For this exercise, report every line of the material that includes "PaginationInfo".

§ **Record excerpts**
"""
use chrono::{DateTime, NaiveDate, Utc};
use serde::{Deserialize, Serialize};
use std::str::FromStr;
use validator::Validate;

use crate::model::transaction::{
    Category, DateRange, SortField, SortOrder, Transaction, TransactionChanges, TransactionFilter,
    TransactionSort, TransactionStatus,
};
use crate::util::error::ServiceError;

/// Parses a date query/body parameter, accepting either a full RFC3339
/// timestamp or a bare `YYYY-MM-DD` (taken as midnight UTC).
pub fn parse_date_param(value: &str) -> Result<DateTime<Utc>, ServiceError> {
    if let Ok(dt) = DateTime::parse_from_rfc3339(value) {
        return Ok(dt.with_timezone(&Utc));
    }
    NaiveDate::parse_from_str(value, "%Y-%m-%d")
        .map(|d| d.and_hms_opt(0, 0, 0).expect("midnight is valid").and_utc())
        .map_err(|_| ServiceError::InvalidInput(format!("Invalid date: {}", value)))
}

fn non_empty(value: &Option<String>) -> Option<&str> {
    value.as_deref().filter(|s| !s.is_empty())
}

#[derive(Debug, Clone, Default, Deserialize)]
pub struct ListTransactionsQuery {
    pub page: Option<u32>,
    pub limit: Option<u32>,
    pub search: Option<String>,
    pub category: Option<String>,
    pub status: Option<String>,
    pub user_id: Option<String>,
    #[serde(rename = "startDate")]
    pub start_date: Option<String>,
    #[serde(rename = "endDate")]
    pub end_date: Option<String>,
    #[serde(rename = "minAmount")]
    pub min_amount: Option<String>,
    #[serde(rename = "maxAmount")]
    pub max_amount: Option<String>,
    #[serde(rename = "sortBy")]
    pub sort_by: Option<String>,
    #[serde(rename = "sortOrder")]
    pub sort_order: Option<String>,
}

impl ListTransactionsQuery {
    pub fn page(&self) -> u32 {
        self.page.unwrap_or(1).max(1)
    }

    pub fn limit(&self) -> u32 {
        self.limit.unwrap_or(10).max(1)
    }

    /// Rejects on the first malformed field.
    pub fn to_filter(&self) -> Result<TransactionFilter, ServiceError> {
        let mut filter = TransactionFilter {
            search: non_empty(&self.search).map(str::to_string),
            user_id: non_empty(&self.user_id).map(str::to_string),
            ..Default::default()
        };

        if let Some(category) = non_empty(&self.category) {
            filter.category = Some(
                Category::from_str(category).map_err(ServiceError::InvalidInput)?,
            );
        }
        if let Some(status) = non_empty(&self.status) {
            filter.status = Some(
                TransactionStatus::from_str(status).map_err(ServiceError::InvalidInput)?,
            );
        }
        if let Some(start) = non_empty(&self.start_date) {
            filter.date_range.start = Some(parse_date_param(start)?);
        }
        if let Some(end) = non_empty(&self.end_date) {
            filter.date_range.end = Some(parse_date_param(end)?);
        }
        if let Some(min) = non_empty(&self.min_amount) {
            filter.min_amount = Some(
                min.parse::<f64>()
                    .map_err(|_| ServiceError::InvalidInput(format!("Invalid minAmount: {}", min)))?,
            );
        }
        if let Some(max) = non_empty(&self.max_amount) {
            filter.max_amount = Some(
                max.parse::<f64>()
                    .map_err(|_| ServiceError::InvalidInput(format!("Invalid maxAmount: {}", max)))?,
            );
        }
        Ok(filter)
    }

    pub fn to_sort(&self) -> Result<TransactionSort, ServiceError> {
        let mut sort = TransactionSort::default();
        if let Some(field) = non_empty(&self.sort_by) {
            sort.field = SortField::from_str(field).map_err(ServiceError::InvalidInput)?;
        }
        if let Some(order) = non_empty(&self.sort_order) {
            sort.order = SortOrder::from_str(order).map_err(ServiceError::InvalidInput)?;
        }
        Ok(sort)
    }
}

#[derive(Debug, Clone, Deserialize, Validate)]
pub struct CreateTransactionRequest {
    pub id: i64,
    pub date: String,
    #[validate(range(min = 0.0))]
    pub amount: f64,
    pub category: String,
    pub status: String,
    #[validate(length(min = 1))]
    pub user_id: String,
    #[validate(length(min = 1))]
    pub user_profile: String,
}

impl CreateTransactionRequest {
    pub fn to_transaction(&self) -> Result<Transaction, ServiceError> {
        Ok(Transaction {
            object_id: None,
            id: self.id,
            date: bson::DateTime::from_chrono(parse_date_param(&self.date)?),
            amount: self.amount,
            category: Category::from_str(&self.category).map_err(ServiceError::InvalidInput)?,
            status: TransactionStatus::from_str(&self.status).map_err(ServiceError::InvalidInput)?,
            user_id: self.user_id.clone(),
            user_profile: self.user_profile.clone(),
            created_at: None,
            updated_at: None,
        })
    }
}

#[derive(Debug, Clone, Default, Deserialize, Validate)]
pub struct UpdateTransactionRequest {
    pub date: Option<String>,
    #[validate(range(min = 0.0))]
    pub amount: Option<f64>,
    pub category: Option<String>,
    pub status: Option<String>,
    #[validate(length(min = 1))]
    pub user_id: Option<String>,
    #[validate(length(min = 1))]
    pub user_profile: Option<String>,
}

impl UpdateTransactionRequest {
    pub fn to_changes(&self) -> Result<TransactionChanges, ServiceError> {
        let mut changes = TransactionChanges {
            amount: self.amount,
            user_id: self.user_id.clone(),
            user_profile: self.user_profile.clone(),
            ..Default::default()
        };
        if let Some(ref date) = self.date {
            changes.date = Some(parse_date_param(date)?);
        }
        if let Some(ref category) = self.category {
            changes.category =
                Some(Category::from_str(category).map_err(ServiceError::InvalidInput)?);
        }
        if let Some(ref status) = self.status {
            changes.status =
                Some(TransactionStatus::from_str(status).map_err(ServiceError::InvalidInput)?);
        }
        Ok(changes)
    }
}

#[derive(Debug, Clone, Serialize)]
pub struct TransactionResponse {
    pub id: i64,
    pub date: String,
    pub amount: f64,
    pub category: Category,
    pub status: TransactionStatus,
    pub user_id: String,
    pub user_profile: String,
    pub created_at: Option<String>,
    pub updated_at: Option<String>,
}

impl From<Transaction> for TransactionResponse {
    fn from(txn: Transaction) -> Self {
        TransactionResponse {
            id: txn.id,
            date: txn.date.to_chrono().to_rfc3339(),
            amount: txn.amount,
            category: txn.category,
            status: txn.status,
            user_id: txn.user_id,
            user_profile: txn.user_profile,
            created_at: txn.created_at,
            updated_at: txn.updated_at,
        }
    }
}

#[derive(Debug, Clone, Serialize)]
#[serde(rename_all = "camelCase")]
pub struct PaginationInfo {
    pub current_page: u32,
    pub total_pages: u64,
    pub total_items: u64,
    pub items_per_page: u32,
}

#[derive(Debug, Clone, Serialize)]
pub struct ListTransactionsResponse {
    pub transactions: Vec<TransactionResponse>,
    pub pagination: PaginationInfo,
}

#[derive(Debug, Clone, Serialize)]
pub struct UserIdOption {
    pub id: String,
    pub label: String,
}

#[derive(Debug, Clone, Serialize)]
pub struct FilterValuesResponse {
    pub categories: Vec<String>,
    pub statuses: Vec<String>,
    #[serde(rename = "userIds")]
    pub user_ids: Vec<UserIdOption>,
}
"""
§ **Exercise output**
pub struct PaginationInfo {
    pub pagination: PaginationInfo,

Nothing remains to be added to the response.